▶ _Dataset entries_
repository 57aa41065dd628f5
//! Infrastructure layer: I/O implementations and DI container
//!
//! This layer implements I/O boundary traits and wires up services.

pub mod di;
pub mod error;
pub mod traits;

pub use error::InfraError;
//! Domain-level errors (no external dependencies)

use thiserror::Error;

use crate::domain::entities::{Identifier, Orientation};

/// Domain errors represent violations of the tree model.
/// Measuring and placing never fail; these come from configuration and edits.
#[derive(Error, Debug, Clone, PartialEq)]
pub enum DomainError {
    #[error("orientation not supported by the layout engine: {0}")]
    UnsupportedOrientation(Orientation),

    #[error("unknown orientation: {0} (expected horizontal, vertical or radial)")]
    UnknownOrientation(String),

    #[error("duplicate node id: {0}")]
    DuplicateId(Identifier),

    #[error("parent node not found: {0}")]
    ParentNotFound(Identifier),
}

pub type DomainResult<T> = Result<T, DomainError>;
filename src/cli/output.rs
//! Terminal output formatting with colors
//!
//! Respects NO_COLOR, CLICOLOR, CLICOLOR_FORCE automatically.

use colored::Colorize;

/// Print error (red bold "error:" prefix) to stderr
pub fn error(msg: &(impl std::fmt::Display + ?Sized)) {
    eprintln!("{}: {}", "error".red().bold(), msg);
}

/// Print warning (yellow "Warning:" prefix) to stderr
pub fn warning(msg: &(impl std::fmt::Display + ?Sized)) {
    eprintln!("{}: {}", "Warning".yellow(), msg);
}

/// Print completed action (green label)
pub fn action(label: &str, msg: &(impl std::fmt::Display + ?Sized)) {
    println!("{}: {}", label.green(), msg);
}

/// Print section header (cyan bold)
pub fn header(msg: &(impl std::fmt::Display + ?Sized)) {
    println!("{}", msg.to_string().cyan().bold());
}

/// Print indented detail (no color)
pub fn detail(msg: &(impl std::fmt::Display + ?Sized)) {
    println!("  {}", msg);
}

/// Print plain output (no color, for data such as JSON)
pub fn info(msg: &(impl std::fmt::Display + ?Sized)) {
    println!("{}", msg);
}
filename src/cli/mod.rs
//! CLI layer: argument parsing and command dispatch

pub mod args;
pub mod commands;
pub mod error;
pub mod output;

pub use args::{Cli, Commands};
pub use error::{CliError, CliResult};
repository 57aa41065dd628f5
//! Error conversion helpers for common I/O operations
//!
//! Provides extension traits for cleaner error handling with path context.

use std::io;
use std::path::Path;

use crate::application::{ApplicationError, ApplicationResult};

/// Extension trait for converting `io::Result` to `ApplicationResult` with context.
pub trait IoResultExt<T> {
    /// Add path context to an I/O error.
    ///
    /// # Example
    /// ```ignore
    /// fs.read_to_string(&path)
    ///     .with_path_context("read tree file", &path)?;
    /// ```
    fn with_path_context(self, action: &str, path: &Path) -> ApplicationResult<T>;
}

impl<T> IoResultExt<T> for io::Result<T> {
    fn with_path_context(self, action: &str, path: &Path) -> ApplicationResult<T> {
        self.map_err(|e| ApplicationError::OperationFailed {
            context: format!("{}: {}", action, path.display()),
            source: Box::new(e),
        })
    }
}
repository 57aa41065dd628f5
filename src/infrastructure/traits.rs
//! I/O boundary traits for testability
//!
//! These traits abstract external I/O operations, allowing services
//! to be tested with mock implementations.

use std::io;
use std::path::Path;

/// Filesystem abstraction for testability.
pub trait FileSystem: Send + Sync {
    /// Read file contents to string.
    fn read_to_string(&self, path: &Path) -> io::Result<String>;

    /// Write string content to file.
    fn write(&self, path: &Path, content: &str) -> io::Result<()>;

    /// Check if path exists.
    fn exists(&self, path: &Path) -> bool;

    /// Create directory and all parent directories.
    fn create_dir_all(&self, path: &Path) -> io::Result<()>;

    /// Create parent directories if needed.
    fn ensure_parent(&self, path: &Path) -> io::Result<()> {
        match path.parent() {
            Some(parent) if !parent.as_os_str().is_empty() => self.create_dir_all(parent),
            _ => Ok(()),
        }
    }
}

// ============================================================
// REAL IMPLEMENTATIONS
// ============================================================

/// Real filesystem implementation.
#[derive(Debug, Default)]
pub struct RealFileSystem;

impl FileSystem for RealFileSystem {
    fn read_to_string(&self, path: &Path) -> io::Result<String> {
        std::fs::read_to_string(path)
    }

    fn write(&self, path: &Path, content: &str) -> io::Result<()> {
        std::fs::write(path, content)
    }

    fn exists(&self, path: &Path) -> bool {
        path.exists()
    }

    fn create_dir_all(&self, path: &Path) -> io::Result<()> {
        std::fs::create_dir_all(path)
    }
}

▶ _REQUIRED ACTION_
Starting at the line that contains "fn read_to_string(&self, path: &Path) -> io::Result<String>;", write out every line through the end of the entries, exactly and with nothing added.

▶ _RESULT BELOW_
    fn read_to_string(&self, path: &Path) -> io::Result<String>;

    /// Write string content to file.
    fn write(&self, path: &Path, content: &str) -> io::Result<()>;

    /// Check if path exists.
    fn exists(&self, path: &Path) -> bool;

    /// Create directory and all parent directories.
    fn create_dir_all(&self, path: &Path) -> io::Result<()>;

    /// Create parent directories if needed.
    fn ensure_parent(&self, path: &Path) -> io::Result<()> {
        match path.parent() {
            Some(parent) if !parent.as_os_str().is_empty() => self.create_dir_all(parent),
            _ => Ok(()),
        }
    }
}

// ============================================================
// REAL IMPLEMENTATIONS
// ============================================================

/// Real filesystem implementation.
#[derive(Debug, Default)]
pub struct RealFileSystem;

impl FileSystem for RealFileSystem {
    fn read_to_string(&self, path: &Path) -> io::Result<String> {
        std::fs::read_to_string(path)
    }

    fn write(&self, path: &Path, content: &str) -> io::Result<()> {
        std::fs::write(path, content)
    }

    fn exists(&self, path: &Path) -> bool {
        path.exists()
    }

    fn create_dir_all(&self, path: &Path) -> io::Result<()> {
        std::fs::create_dir_all(path)
    }
}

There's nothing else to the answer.